:: WHAT YOU HAVE TO DO ::
Beneath this task are records; print exactly the stretch of them from the line with "from big-endian wire bytes." through the line with "timeout in milliseconds", both ends included.

━━━━━━

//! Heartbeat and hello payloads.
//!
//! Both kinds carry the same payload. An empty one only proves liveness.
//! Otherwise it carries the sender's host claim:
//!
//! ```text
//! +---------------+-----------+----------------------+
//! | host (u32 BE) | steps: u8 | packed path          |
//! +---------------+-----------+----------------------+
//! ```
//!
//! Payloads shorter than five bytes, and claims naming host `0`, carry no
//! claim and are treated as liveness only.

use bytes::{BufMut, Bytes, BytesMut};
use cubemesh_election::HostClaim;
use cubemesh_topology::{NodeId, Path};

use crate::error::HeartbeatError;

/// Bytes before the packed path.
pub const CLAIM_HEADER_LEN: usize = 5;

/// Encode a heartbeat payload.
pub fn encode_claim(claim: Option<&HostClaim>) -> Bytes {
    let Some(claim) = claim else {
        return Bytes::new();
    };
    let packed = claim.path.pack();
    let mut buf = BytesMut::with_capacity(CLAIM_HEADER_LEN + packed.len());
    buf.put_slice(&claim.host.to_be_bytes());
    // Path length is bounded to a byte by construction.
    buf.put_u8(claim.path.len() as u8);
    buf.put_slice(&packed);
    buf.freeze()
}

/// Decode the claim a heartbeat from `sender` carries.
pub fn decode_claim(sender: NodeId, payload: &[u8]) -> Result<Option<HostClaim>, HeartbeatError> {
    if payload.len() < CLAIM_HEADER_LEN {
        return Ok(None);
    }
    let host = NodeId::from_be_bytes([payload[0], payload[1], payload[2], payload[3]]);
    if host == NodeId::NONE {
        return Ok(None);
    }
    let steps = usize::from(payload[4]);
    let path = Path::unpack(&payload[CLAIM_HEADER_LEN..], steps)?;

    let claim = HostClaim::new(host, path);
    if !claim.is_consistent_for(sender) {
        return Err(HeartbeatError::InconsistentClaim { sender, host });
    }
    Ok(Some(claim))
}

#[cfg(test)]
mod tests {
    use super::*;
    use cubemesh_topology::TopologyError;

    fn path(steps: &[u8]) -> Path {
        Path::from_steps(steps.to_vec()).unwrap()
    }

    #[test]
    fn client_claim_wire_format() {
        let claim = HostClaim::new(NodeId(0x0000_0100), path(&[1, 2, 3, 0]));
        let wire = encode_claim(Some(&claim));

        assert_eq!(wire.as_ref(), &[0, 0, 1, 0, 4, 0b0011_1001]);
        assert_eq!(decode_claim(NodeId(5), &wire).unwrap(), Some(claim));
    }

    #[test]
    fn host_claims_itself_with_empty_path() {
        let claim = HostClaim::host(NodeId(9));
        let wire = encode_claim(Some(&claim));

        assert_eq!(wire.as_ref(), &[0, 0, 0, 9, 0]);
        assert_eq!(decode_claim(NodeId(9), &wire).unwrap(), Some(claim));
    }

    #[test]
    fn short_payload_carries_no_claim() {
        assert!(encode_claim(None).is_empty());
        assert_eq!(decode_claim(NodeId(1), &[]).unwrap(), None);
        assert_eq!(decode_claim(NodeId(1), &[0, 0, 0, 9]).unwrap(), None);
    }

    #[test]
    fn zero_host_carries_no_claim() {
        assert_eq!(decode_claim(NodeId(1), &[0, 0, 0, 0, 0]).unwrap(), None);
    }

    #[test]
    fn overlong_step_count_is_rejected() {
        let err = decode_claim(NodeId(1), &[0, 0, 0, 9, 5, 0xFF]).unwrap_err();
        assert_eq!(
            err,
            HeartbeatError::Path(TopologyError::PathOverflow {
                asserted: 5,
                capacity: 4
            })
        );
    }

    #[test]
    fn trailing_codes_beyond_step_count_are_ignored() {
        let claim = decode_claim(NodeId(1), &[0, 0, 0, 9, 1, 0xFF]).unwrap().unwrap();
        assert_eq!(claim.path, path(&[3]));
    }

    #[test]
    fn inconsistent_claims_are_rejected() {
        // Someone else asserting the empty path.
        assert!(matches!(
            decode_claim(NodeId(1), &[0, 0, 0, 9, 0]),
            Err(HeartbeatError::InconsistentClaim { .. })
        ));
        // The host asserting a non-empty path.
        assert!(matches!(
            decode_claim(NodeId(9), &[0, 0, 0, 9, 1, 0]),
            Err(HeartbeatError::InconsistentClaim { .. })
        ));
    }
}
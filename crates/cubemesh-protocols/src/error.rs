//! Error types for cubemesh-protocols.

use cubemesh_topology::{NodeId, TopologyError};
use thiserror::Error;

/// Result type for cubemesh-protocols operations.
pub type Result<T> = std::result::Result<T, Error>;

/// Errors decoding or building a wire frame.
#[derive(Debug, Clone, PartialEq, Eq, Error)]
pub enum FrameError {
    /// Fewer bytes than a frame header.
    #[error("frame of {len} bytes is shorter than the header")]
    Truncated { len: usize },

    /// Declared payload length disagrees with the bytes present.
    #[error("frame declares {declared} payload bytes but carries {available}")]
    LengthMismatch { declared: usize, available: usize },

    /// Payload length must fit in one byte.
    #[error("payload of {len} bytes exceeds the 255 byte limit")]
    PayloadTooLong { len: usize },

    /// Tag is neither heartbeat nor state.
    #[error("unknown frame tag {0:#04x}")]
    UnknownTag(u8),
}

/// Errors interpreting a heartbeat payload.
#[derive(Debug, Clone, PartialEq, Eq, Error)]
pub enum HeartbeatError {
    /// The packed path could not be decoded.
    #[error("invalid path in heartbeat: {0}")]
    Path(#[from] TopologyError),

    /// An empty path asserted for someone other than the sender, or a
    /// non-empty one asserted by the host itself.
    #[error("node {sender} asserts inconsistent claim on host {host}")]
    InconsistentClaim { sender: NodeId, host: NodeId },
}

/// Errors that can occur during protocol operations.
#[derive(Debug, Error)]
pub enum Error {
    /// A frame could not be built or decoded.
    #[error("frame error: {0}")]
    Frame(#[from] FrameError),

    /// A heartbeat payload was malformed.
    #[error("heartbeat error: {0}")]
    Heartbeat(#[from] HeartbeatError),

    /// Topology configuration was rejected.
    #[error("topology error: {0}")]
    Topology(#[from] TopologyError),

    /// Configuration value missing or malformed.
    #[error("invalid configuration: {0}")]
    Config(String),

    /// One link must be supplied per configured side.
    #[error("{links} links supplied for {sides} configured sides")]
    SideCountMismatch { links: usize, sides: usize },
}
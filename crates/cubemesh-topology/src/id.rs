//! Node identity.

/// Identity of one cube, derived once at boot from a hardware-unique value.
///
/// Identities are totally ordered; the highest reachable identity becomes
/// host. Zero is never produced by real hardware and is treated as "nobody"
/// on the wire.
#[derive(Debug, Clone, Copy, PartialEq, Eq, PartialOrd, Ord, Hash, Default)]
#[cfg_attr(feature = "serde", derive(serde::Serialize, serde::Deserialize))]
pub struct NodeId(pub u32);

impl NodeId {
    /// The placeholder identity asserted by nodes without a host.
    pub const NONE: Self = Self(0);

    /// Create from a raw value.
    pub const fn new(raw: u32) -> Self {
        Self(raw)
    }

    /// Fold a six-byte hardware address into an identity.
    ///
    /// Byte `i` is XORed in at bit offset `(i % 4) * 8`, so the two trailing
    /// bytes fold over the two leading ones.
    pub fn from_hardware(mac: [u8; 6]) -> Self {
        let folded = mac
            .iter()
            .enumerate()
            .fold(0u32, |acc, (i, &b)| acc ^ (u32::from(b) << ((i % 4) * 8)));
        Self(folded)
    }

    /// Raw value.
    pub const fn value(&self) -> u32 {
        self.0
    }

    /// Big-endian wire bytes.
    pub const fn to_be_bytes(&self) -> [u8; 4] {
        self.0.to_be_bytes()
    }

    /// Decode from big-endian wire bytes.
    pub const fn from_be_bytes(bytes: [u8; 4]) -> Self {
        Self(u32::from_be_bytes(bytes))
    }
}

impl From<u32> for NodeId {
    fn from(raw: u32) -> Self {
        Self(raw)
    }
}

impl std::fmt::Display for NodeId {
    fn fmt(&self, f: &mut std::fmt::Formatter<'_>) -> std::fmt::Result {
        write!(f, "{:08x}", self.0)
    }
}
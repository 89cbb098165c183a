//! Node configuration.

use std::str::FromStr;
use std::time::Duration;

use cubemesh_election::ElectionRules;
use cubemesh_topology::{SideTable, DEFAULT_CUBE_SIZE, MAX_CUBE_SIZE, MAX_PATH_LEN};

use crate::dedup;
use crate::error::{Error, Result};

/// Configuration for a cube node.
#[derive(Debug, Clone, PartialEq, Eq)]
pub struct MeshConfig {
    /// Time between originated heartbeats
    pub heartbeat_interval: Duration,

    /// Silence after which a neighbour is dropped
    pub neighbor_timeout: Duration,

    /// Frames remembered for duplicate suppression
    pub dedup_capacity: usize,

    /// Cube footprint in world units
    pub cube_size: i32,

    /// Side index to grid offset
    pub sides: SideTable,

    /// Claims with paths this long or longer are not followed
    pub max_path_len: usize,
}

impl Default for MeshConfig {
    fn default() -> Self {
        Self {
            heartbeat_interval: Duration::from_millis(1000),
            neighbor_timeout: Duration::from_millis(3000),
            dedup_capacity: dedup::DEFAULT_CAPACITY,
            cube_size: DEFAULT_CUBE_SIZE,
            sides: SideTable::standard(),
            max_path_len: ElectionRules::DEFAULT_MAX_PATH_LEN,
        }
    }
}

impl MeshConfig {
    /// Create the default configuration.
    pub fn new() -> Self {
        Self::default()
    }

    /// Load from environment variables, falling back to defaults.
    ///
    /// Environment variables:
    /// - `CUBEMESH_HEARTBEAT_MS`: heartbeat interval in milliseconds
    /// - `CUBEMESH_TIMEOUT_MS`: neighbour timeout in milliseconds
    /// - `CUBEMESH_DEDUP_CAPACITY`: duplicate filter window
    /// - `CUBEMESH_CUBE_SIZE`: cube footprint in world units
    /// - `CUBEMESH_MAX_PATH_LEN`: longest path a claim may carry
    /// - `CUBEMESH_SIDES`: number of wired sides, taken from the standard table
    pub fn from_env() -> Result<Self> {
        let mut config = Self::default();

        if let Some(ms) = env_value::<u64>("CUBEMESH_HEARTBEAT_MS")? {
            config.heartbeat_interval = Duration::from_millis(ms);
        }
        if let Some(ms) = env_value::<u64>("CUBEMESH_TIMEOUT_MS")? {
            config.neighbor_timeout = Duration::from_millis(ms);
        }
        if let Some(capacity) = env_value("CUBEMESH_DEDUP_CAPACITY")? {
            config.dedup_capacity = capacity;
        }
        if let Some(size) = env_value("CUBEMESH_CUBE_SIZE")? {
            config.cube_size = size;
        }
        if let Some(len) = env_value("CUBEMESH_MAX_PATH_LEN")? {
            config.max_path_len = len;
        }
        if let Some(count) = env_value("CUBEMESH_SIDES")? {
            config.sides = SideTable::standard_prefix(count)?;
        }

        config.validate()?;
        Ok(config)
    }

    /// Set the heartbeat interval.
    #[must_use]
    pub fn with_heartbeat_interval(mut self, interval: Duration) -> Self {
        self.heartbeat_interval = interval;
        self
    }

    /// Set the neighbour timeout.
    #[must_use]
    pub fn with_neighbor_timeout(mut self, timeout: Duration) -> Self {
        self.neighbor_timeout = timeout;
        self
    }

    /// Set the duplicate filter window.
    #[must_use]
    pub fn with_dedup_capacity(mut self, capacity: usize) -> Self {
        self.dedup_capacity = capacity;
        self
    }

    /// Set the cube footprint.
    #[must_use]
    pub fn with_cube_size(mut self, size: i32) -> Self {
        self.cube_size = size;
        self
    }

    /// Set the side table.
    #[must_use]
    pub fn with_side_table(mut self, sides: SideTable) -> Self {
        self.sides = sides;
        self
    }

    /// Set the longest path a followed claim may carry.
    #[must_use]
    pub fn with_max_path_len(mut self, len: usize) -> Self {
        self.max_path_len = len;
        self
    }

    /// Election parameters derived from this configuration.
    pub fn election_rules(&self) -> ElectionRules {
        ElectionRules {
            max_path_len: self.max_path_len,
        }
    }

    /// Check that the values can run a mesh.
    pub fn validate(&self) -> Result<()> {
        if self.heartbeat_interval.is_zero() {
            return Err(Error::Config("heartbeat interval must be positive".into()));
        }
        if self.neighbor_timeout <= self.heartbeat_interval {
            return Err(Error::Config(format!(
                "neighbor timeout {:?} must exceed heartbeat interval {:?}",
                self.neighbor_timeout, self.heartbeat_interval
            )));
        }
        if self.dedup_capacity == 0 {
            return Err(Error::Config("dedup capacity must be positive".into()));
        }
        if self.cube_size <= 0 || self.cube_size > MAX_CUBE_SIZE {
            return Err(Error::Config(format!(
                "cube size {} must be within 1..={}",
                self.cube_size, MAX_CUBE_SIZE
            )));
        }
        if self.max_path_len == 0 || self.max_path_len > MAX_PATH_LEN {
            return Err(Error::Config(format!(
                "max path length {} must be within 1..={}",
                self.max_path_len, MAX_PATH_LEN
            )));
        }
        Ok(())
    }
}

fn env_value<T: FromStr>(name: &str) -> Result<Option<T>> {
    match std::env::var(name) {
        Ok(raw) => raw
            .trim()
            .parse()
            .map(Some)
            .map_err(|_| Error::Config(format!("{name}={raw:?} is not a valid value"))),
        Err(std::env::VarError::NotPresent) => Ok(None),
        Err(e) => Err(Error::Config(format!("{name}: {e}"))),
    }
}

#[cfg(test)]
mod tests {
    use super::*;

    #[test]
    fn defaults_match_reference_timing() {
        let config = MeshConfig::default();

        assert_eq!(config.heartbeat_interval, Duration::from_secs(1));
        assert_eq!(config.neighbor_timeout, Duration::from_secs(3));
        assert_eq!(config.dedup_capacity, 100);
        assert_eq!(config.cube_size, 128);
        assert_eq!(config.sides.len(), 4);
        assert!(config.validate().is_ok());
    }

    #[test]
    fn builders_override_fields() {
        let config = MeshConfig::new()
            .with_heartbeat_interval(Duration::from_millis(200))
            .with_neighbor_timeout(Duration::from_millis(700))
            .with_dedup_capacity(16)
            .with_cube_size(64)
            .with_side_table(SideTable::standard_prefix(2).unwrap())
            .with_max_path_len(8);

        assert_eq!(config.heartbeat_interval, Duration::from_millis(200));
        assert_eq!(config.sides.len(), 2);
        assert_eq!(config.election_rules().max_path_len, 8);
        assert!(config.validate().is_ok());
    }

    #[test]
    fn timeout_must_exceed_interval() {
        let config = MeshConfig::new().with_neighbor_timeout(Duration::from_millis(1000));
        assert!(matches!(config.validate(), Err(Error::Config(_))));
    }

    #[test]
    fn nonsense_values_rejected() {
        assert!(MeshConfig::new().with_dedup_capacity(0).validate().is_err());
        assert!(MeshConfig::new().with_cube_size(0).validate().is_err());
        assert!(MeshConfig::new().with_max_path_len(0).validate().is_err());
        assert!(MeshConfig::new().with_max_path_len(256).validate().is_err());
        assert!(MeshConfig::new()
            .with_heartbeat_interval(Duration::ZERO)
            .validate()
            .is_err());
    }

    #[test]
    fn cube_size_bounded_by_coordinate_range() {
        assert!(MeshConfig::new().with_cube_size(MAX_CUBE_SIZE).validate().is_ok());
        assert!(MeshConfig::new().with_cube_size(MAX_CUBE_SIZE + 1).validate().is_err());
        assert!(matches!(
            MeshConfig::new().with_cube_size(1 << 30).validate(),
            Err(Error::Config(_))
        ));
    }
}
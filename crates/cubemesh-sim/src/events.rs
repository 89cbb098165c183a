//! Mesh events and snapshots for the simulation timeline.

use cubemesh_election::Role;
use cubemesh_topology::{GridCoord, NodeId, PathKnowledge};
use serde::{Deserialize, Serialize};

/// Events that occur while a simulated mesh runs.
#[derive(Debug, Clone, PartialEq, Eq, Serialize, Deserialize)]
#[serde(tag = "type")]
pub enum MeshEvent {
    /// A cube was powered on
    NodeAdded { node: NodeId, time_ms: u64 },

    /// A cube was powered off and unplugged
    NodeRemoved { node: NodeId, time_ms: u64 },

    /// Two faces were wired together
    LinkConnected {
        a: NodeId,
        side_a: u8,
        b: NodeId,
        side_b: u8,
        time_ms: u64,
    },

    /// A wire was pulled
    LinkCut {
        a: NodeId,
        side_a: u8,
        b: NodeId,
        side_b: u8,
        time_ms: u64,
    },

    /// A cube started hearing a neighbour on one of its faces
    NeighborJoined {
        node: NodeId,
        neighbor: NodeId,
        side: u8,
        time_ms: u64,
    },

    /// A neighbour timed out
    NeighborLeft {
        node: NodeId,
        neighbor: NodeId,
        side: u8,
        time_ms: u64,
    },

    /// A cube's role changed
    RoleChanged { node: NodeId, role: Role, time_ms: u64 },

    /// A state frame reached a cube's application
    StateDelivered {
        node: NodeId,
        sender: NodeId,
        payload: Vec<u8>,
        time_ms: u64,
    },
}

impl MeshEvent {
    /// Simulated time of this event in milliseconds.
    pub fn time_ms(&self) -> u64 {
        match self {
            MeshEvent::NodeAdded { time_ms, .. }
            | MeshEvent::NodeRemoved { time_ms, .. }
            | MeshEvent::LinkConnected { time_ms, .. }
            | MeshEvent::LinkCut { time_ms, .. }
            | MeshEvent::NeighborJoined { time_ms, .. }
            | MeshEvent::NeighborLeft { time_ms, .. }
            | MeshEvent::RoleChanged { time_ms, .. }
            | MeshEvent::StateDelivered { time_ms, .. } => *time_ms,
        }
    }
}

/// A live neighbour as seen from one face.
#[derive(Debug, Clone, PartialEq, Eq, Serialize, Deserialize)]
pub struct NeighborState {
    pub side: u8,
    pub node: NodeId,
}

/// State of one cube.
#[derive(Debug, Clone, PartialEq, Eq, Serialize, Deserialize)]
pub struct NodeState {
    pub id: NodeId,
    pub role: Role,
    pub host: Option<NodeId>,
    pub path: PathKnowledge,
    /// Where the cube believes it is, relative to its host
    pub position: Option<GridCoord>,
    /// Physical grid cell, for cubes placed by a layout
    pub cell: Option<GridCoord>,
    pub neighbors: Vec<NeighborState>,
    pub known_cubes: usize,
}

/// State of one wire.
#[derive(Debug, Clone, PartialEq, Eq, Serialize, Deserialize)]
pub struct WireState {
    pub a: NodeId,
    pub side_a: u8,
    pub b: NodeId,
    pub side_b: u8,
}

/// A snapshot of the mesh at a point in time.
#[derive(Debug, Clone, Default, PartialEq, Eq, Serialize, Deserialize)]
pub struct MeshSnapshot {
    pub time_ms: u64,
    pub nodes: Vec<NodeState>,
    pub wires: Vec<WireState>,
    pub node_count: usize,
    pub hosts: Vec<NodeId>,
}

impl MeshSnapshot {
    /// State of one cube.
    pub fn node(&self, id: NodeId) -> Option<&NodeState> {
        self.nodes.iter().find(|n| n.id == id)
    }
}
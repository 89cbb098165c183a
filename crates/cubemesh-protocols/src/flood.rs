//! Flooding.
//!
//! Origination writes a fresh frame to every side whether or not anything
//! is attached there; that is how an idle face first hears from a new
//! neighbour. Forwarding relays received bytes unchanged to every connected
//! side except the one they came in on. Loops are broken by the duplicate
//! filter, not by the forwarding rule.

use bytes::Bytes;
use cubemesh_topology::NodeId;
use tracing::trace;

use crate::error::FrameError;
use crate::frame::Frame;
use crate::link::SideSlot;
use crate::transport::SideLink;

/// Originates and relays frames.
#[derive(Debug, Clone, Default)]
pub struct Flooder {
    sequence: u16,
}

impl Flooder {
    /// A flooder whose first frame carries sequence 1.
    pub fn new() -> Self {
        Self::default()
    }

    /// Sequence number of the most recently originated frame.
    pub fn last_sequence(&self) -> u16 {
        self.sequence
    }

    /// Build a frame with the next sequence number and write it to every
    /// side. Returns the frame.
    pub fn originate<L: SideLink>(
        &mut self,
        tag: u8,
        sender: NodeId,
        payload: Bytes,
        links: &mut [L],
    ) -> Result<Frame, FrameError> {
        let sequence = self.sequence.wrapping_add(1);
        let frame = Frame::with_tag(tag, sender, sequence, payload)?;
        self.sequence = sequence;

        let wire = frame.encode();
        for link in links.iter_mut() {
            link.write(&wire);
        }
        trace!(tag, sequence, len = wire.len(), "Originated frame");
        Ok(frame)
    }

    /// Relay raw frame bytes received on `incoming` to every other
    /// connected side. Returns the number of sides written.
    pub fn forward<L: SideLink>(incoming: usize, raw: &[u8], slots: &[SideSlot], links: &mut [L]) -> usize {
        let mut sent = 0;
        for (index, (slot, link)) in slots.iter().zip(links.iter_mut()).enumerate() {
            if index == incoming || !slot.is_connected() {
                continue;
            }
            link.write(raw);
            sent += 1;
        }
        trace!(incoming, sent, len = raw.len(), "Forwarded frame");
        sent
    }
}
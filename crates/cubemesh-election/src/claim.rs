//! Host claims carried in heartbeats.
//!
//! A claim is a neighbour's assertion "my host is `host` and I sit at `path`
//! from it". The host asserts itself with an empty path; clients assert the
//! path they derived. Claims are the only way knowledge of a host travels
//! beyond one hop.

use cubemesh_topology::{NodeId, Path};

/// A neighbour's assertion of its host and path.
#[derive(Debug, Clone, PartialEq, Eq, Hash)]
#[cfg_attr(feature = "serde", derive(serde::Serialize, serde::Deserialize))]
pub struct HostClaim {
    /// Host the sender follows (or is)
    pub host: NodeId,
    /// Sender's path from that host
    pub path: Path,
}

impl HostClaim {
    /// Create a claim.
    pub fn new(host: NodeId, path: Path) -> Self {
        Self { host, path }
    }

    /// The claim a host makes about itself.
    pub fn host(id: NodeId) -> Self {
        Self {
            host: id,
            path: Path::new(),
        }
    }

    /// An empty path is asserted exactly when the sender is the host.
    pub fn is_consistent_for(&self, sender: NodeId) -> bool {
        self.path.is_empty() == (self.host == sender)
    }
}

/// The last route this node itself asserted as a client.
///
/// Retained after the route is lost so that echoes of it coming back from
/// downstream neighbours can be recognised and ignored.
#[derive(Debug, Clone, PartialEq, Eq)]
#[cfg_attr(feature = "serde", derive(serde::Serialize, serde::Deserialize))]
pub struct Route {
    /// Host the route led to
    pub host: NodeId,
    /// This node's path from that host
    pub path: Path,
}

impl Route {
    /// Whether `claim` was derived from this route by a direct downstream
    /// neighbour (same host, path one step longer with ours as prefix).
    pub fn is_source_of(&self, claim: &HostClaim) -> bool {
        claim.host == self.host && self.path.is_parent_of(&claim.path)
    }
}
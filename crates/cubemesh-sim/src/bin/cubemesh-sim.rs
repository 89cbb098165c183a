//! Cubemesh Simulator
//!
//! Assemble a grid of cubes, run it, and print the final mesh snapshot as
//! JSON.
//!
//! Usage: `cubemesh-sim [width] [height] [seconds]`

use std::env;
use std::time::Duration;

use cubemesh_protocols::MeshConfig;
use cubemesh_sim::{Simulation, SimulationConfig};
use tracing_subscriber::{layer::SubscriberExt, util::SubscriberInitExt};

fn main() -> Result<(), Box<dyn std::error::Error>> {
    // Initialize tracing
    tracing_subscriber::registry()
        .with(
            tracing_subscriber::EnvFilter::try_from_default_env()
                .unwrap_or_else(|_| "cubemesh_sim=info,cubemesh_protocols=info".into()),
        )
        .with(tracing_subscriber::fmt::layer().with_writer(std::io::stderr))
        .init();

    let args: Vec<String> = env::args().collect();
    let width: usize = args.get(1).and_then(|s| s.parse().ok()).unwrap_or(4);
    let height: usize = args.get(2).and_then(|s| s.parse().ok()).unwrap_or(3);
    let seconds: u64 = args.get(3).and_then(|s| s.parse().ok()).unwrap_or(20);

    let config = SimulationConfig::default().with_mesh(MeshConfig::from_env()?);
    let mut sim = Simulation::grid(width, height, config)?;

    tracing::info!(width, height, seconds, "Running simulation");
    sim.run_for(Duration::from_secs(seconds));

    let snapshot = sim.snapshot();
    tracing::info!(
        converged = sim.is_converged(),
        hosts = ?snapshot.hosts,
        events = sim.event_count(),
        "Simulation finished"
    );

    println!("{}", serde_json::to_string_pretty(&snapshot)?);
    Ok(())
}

━━━━━━

:: FINAL ANSWER ::
    /// Decode from big-endian wire bytes.
    pub const fn from_be_bytes(bytes: [u8; 4]) -> Self {
        Self(u32::from_be_bytes(bytes))
    }
}

impl From<u32> for NodeId {
    fn from(raw: u32) -> Self {
        Self(raw)
    }
}

impl std::fmt::Display for NodeId {
    fn fmt(&self, f: &mut std::fmt::Formatter<'_>) -> std::fmt::Result {
        write!(f, "{:08x}", self.0)
    }
}
repository 89cbb098165c183a
//! Node configuration.

use std::str::FromStr;
use std::time::Duration;

use cubemesh_election::ElectionRules;
use cubemesh_topology::{SideTable, DEFAULT_CUBE_SIZE, MAX_CUBE_SIZE, MAX_PATH_LEN};

use crate::dedup;
use crate::error::{Error, Result};

/// Configuration for a cube node.
#[derive(Debug, Clone, PartialEq, Eq)]
pub struct MeshConfig {
    /// Time between originated heartbeats
    pub heartbeat_interval: Duration,

    /// Silence after which a neighbour is dropped
    pub neighbor_timeout: Duration,

    /// Frames remembered for duplicate suppression
    pub dedup_capacity: usize,

    /// Cube footprint in world units
    pub cube_size: i32,

    /// Side index to grid offset
    pub sides: SideTable,

    /// Claims with paths this long or longer are not followed
    pub max_path_len: usize,
}

impl Default for MeshConfig {
    fn default() -> Self {
        Self {
            heartbeat_interval: Duration::from_millis(1000),
            neighbor_timeout: Duration::from_millis(3000),
            dedup_capacity: dedup::DEFAULT_CAPACITY,
            cube_size: DEFAULT_CUBE_SIZE,
            sides: SideTable::standard(),
            max_path_len: ElectionRules::DEFAULT_MAX_PATH_LEN,
        }
    }
}

impl MeshConfig {
    /// Create the default configuration.
    pub fn new() -> Self {
        Self::default()
    }

    /// Load from environment variables, falling back to defaults.
    ///
    /// Environment variables:
    /// - `CUBEMESH_HEARTBEAT_MS`: heartbeat interval in milliseconds
    /// - `CUBEMESH_TIMEOUT_MS`: neighbour timeout in milliseconds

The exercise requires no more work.